TASK INSTRUCTIONS: Lift out all lines below that contain "async".

RECORDS:

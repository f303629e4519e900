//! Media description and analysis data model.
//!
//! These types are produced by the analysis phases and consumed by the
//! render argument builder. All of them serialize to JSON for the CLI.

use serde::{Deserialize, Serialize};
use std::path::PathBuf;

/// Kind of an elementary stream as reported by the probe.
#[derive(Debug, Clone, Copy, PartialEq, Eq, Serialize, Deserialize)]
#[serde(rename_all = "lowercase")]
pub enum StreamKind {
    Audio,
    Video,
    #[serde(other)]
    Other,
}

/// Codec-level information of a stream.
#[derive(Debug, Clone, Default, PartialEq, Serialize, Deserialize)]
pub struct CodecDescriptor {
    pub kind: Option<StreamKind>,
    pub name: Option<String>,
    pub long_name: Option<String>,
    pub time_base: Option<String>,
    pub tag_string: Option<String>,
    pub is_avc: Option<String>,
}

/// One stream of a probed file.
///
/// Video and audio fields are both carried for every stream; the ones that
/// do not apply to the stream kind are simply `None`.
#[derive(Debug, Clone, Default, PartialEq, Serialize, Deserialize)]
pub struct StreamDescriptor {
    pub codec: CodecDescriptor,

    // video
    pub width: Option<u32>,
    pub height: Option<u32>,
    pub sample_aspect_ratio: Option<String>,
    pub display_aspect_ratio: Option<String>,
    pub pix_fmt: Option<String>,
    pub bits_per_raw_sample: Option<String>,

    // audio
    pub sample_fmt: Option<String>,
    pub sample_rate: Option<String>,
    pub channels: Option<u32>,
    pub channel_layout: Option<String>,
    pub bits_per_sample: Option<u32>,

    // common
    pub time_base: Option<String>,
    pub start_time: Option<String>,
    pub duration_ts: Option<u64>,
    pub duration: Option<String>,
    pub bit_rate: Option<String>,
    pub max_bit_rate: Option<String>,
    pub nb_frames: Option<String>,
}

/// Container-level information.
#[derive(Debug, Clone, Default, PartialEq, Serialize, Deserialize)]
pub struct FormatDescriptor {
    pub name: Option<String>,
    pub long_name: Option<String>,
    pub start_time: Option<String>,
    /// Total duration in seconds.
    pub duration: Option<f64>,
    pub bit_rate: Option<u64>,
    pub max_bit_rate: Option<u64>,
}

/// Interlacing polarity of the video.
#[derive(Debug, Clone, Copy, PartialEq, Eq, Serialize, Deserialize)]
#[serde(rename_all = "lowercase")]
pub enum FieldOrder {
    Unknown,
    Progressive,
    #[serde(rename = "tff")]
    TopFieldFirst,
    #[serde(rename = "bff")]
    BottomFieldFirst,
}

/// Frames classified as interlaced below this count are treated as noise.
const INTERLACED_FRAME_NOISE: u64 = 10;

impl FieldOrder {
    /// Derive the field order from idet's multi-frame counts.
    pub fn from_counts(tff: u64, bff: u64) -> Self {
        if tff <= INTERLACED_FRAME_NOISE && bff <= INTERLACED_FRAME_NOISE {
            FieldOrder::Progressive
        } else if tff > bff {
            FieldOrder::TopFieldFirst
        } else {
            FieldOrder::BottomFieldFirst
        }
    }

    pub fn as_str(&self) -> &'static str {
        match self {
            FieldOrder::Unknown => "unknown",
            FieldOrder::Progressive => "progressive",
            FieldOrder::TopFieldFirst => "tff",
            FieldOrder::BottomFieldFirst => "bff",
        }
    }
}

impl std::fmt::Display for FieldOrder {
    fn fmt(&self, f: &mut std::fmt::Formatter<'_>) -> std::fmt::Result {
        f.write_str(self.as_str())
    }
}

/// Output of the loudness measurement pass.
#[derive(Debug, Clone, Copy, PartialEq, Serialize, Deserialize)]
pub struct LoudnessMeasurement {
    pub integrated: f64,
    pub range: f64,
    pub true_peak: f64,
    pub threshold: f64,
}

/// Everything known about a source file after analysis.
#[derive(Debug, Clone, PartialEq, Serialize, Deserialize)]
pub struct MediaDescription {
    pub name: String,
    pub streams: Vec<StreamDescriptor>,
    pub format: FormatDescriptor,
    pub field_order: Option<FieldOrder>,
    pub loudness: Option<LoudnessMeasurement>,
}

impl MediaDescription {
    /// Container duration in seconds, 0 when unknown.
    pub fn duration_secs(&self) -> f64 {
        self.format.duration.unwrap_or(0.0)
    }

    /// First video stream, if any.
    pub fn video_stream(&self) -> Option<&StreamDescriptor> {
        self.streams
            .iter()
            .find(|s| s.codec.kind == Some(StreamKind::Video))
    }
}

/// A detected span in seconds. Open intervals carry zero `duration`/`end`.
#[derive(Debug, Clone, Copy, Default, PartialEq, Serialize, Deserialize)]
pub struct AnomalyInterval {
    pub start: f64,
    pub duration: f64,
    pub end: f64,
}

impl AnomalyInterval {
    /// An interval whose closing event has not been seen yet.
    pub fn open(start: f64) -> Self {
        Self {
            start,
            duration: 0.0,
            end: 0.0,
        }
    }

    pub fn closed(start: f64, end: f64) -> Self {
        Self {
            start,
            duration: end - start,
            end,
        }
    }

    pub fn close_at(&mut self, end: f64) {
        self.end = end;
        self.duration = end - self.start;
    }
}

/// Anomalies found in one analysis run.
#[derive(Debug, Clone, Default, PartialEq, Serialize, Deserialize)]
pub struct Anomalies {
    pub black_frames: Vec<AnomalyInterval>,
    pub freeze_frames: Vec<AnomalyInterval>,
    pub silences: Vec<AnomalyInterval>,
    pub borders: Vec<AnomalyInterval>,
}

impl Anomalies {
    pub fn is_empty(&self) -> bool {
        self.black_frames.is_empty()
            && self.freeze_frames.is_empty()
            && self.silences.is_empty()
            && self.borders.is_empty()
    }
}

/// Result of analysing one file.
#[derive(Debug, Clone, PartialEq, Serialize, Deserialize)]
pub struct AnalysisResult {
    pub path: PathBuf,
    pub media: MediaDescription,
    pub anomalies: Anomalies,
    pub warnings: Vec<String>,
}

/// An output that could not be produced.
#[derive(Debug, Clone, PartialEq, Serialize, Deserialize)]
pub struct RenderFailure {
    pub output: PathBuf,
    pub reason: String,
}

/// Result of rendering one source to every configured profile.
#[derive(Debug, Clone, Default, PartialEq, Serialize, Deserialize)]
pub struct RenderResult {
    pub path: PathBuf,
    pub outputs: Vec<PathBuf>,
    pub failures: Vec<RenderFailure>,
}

--

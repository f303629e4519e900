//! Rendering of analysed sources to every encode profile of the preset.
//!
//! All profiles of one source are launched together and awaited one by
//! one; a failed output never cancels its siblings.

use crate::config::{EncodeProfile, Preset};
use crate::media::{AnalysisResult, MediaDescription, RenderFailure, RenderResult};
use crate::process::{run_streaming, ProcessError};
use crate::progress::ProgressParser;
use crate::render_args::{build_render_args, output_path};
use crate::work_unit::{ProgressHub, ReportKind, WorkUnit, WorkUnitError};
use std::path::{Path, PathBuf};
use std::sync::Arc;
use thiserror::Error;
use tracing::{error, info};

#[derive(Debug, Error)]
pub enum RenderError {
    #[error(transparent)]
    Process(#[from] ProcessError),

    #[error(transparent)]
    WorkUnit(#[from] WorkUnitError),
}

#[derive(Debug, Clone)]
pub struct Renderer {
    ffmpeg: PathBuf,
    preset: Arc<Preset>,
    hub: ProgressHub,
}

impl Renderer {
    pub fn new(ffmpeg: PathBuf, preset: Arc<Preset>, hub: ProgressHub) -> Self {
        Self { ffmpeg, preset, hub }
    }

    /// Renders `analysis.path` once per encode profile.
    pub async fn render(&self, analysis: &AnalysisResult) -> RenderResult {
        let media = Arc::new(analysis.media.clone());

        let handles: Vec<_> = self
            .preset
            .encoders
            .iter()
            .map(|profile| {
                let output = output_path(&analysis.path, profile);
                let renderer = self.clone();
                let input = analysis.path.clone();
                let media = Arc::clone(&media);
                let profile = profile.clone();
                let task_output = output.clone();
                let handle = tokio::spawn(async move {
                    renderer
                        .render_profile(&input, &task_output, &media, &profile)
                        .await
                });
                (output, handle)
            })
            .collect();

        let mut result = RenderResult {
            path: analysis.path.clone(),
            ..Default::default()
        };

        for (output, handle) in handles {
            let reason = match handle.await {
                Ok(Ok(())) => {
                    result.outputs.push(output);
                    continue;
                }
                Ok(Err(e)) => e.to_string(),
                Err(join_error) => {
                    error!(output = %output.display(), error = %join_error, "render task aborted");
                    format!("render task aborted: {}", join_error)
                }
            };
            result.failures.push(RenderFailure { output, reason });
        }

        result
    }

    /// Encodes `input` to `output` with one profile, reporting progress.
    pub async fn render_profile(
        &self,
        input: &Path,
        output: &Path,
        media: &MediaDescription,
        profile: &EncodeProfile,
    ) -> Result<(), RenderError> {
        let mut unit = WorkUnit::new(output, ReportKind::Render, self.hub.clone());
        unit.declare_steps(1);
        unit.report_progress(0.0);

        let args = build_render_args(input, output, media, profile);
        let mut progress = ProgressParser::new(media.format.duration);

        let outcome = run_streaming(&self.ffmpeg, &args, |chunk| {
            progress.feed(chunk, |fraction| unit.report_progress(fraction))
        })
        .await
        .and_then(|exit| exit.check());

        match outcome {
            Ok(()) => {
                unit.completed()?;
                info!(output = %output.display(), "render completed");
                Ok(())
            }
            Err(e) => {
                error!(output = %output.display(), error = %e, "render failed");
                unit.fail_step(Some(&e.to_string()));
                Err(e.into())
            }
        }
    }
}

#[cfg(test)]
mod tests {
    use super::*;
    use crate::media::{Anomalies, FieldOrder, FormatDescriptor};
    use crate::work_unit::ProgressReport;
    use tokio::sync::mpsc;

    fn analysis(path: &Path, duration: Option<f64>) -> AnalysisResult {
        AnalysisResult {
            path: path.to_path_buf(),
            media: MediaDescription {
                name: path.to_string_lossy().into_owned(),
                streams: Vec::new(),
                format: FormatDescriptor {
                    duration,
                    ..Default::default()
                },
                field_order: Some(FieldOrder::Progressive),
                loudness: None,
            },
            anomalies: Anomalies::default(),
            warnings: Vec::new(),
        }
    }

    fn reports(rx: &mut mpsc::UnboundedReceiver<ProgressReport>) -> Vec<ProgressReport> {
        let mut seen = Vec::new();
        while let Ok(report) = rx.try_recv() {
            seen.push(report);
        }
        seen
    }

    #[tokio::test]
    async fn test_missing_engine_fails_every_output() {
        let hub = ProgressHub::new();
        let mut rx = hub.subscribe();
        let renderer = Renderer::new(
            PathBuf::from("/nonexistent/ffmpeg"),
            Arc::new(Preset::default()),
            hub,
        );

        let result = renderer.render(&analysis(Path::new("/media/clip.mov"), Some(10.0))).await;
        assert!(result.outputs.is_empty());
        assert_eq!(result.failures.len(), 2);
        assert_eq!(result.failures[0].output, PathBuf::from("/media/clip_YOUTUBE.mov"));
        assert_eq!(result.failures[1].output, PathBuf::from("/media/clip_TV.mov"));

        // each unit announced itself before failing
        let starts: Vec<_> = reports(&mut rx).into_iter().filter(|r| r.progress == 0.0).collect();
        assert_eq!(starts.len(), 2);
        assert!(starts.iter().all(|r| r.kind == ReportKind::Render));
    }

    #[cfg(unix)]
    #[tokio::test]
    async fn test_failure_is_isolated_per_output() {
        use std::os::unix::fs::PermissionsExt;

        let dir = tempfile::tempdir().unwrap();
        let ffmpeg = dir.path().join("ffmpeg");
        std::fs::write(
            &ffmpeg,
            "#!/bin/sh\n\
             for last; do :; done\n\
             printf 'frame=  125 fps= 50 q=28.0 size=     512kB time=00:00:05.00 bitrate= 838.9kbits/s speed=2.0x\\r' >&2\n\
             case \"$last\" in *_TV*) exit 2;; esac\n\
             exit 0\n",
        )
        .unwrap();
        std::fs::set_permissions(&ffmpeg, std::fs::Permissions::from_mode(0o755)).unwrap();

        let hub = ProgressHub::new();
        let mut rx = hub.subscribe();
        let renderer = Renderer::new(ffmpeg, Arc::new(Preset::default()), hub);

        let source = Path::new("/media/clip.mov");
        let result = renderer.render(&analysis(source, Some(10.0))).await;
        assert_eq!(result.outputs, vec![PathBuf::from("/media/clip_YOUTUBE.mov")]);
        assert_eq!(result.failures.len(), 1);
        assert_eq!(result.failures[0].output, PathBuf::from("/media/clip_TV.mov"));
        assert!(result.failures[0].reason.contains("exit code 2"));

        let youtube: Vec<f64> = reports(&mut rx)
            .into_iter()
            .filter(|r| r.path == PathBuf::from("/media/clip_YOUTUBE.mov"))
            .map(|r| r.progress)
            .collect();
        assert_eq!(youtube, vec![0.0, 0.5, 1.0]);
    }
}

ANSWER FOR THIS EXERCISE:
    pub async fn render(&self, analysis: &AnalysisResult) -> RenderResult {
                let handle = tokio::spawn(async move {
    pub async fn render_profile(
    async fn test_missing_engine_fails_every_output() {
    async fn test_failure_is_isolated_per_output() {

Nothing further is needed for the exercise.